Never ending service and server saga

Time flies. It has been close to one year since Garmin opened its new API to third party developers and that I embarked on migrating ConnectStats to using it. I had anticipated it would be fairly straight forward, but, boy, it has been quite a ride, and the last few weeks continued to provide a lot of “excitement”. Let me share some of that story…

Quick recap of the service

In the past ConnectStats was connecting to the Garmin Connect website to extract the data for the user activities. While this was the way ConnectStats worked from the beginning (2011!!!), it was simple as I didn’t have to maintain any online servers, but it was not very robust and repeatedly created serious outage as the Garmin Connect website would change its way of getting data without any type of support or documentation. I would typically have to find out via a multitude of bug report and try to reverse engineer what had changed on the web site.

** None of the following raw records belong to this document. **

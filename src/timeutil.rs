//! Calendar-hour bucketing and elapsed-time helpers.
//!
//! Summaries are keyed by the start of the local calendar hour. Truncation
//! happens in local time so that hour buckets line up with what the user
//! sees on a dashboard; the bucket key itself is stored as UTC.

use chrono::{DateTime, Local, TimeZone, Timelike, Utc};

/// Truncate a timestamp to the start of its local calendar hour.
///
/// During a DST spring-forward gap the truncated local time may not exist;
/// `earliest()` resolves ambiguous fall-back times to the first occurrence,
/// and a nonexistent local time falls back to UTC truncation.
pub fn hour_bucket(ts: DateTime<Utc>) -> DateTime<Utc> {
    let local = ts.with_timezone(&Local);
    if let Some(naive) = local.date_naive().and_hms_opt(local.hour(), 0, 0) {
        if let Some(bucket) = Local.from_local_datetime(&naive).earliest() {
            return bucket.with_timezone(&Utc);
        }
    }
    ts.date_naive()
        .and_hms_opt(ts.hour(), 0, 0)
        .map(|naive| DateTime::from_naive_utc_and_offset(naive, Utc))
        .unwrap_or(ts)
}

/// Fractional hours between two instants. Negative when `end` precedes
/// `start`; callers treat non-positive spans as an invalid window.
pub fn hours_between(start: DateTime<Utc>, end: DateTime<Utc>) -> f64 {
    (end - start).num_milliseconds() as f64 / 3_600_000.0
}

#[cfg(test)]
mod tests {
    use super::*;
    use chrono::Duration;

    #[test]
    fn bucket_is_idempotent() {
        let ts = Utc::now();
        let bucket = hour_bucket(ts);
        assert_eq!(hour_bucket(bucket), bucket);
    }

    #[test]
    fn nearby_samples_share_a_bucket() {
        // Minutes 1..14 past a bucket start stay inside that local hour for
        // every real-world UTC offset (all are multiples of 15 minutes).
        let base = hour_bucket(Utc::now()) + Duration::minutes(1);
        assert_eq!(hour_bucket(base), hour_bucket(base + Duration::minutes(9)));
    }

    #[test]
    fn samples_an_hour_apart_get_distinct_buckets() {
        let base = Utc::now();
        assert_ne!(hour_bucket(base), hour_bucket(base + Duration::hours(1)));
    }

    #[test]
    fn hours_between_is_signed() {
        let t = Utc::now();
        assert_eq!(hours_between(t, t + Duration::hours(2)), 2.0);
        assert_eq!(hours_between(t + Duration::hours(2), t), -2.0);
        assert_eq!(hours_between(t, t), 0.0);
    }
}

The new service is fully documented and supported, but the flip side is that it works by pushing the fit files of a user to the application web server in the cloud. Which means you need to have a web server in the cloud, which I didn’t…

A web server on the cheap

Being an old timer programmer, I mostly knew how to program in the “traditional” way, when I started looking at what it would take to build the server, I quickly looked at Amazon AWS and other services like Digital Ocean, but it felt quite overwhelming. They felt much more professional and scalable, but my blog host server was just so much simpler and familiar, providing just a php/mysql environment for a reasonable price.

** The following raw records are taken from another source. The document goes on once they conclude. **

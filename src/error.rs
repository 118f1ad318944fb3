//! Error taxonomy for the quotawatch core.
//!
//! Callers are expected to branch on these variants: `NotFound` means "run a
//! collection first", `InsufficientData` means "wait for more samples", and
//! `CorruptData` is always propagated rather than papered over with an empty
//! document, since silent replacement would hide data loss.

use std::path::PathBuf;
use thiserror::Error;

pub type Result<T> = std::result::Result<T, QuotawatchError>;

#[derive(Debug, Error)]
pub enum QuotawatchError {
    /// No persisted document exists, or a range filter matched zero entries.
    #[error("no usage data available for profile '{0}'")]
    NotFound(String),

    /// A document exists but holds fewer points than the computation needs.
    #[error("insufficient data: need at least {needed} samples in the window, found {found}")]
    InsufficientData { needed: usize, found: usize },

    /// Unrecognized range/retention token, or a window whose elapsed time
    /// is zero or negative (duplicate or out-of-order timestamps).
    #[error("invalid range: {0}")]
    InvalidRange(String),

    /// A persisted document failed to parse. Never downgraded to an empty
    /// document; the caller decides whether to halt or recover.
    #[error("corrupt data file {path}: {source}")]
    CorruptData {
        path: PathBuf,
        #[source]
        source: serde_json::Error,
    },

    #[error("failed to encode document: {0}")]
    Encode(#[from] serde_json::Error),

    #[error("profile '{0}' already exists")]
    ProfileExists(String),

    #[error("unknown profile '{0}'")]
    UnknownProfile(String),

    #[error("profile name '{0}' is reserved")]
    ReservedProfile(String),

    #[error("profile '{0}' is currently active; switch to another profile before deleting it")]
    ProfileActive(String),

    #[error("invalid profile name '{0}': use letters, digits, '-' or '_'")]
    InvalidProfileName(String),

    #[error(transparent)]
    Io(#[from] std::io::Error),
}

So I started building the server for that. The code of which is open source, as is ConnectStats itself. Turns out a simple environment is nice, but I also had to implement myself a lot of components for the server, as it was impossible to bring external open source tools. Took me quite a while.

First attempt, September 2019 – worked great for one user!

My first implementation back in the fall worked great for my account. Quite excited, I started to enable it for a few tests users. It had a few quirks, but it was the first time and it ended up workup for a dozen users for a few weeks, I felt ready to go next stage…

But as soon as I enabled a 100 or so user, the whole thing collapsed with the server dying trying to process all the files being fed by Garmin.

The queue system to process the incoming feed was just too basic and silly. So I built a new better one. And all became happy for the 100 users.

Second attempt, November 2019 – worked great for 100 users!

By that point, I enabled everyone. It worked great for about one week, the queue was processing the events for all the new users with ease. Beautiful.

That is until I got an email from my web hosting service saying that they were shutting down my system because it was using too much resources! Turned out “Unlimited” basic account, meant unlimited “within reason”. My database was having way too much data in it.

But not to worry, I called them, they were charming, congratulated me for having a web site that seem to trigger so much traffic and data, and offered me to upgrade to the next service level at the next cost level. Which I did.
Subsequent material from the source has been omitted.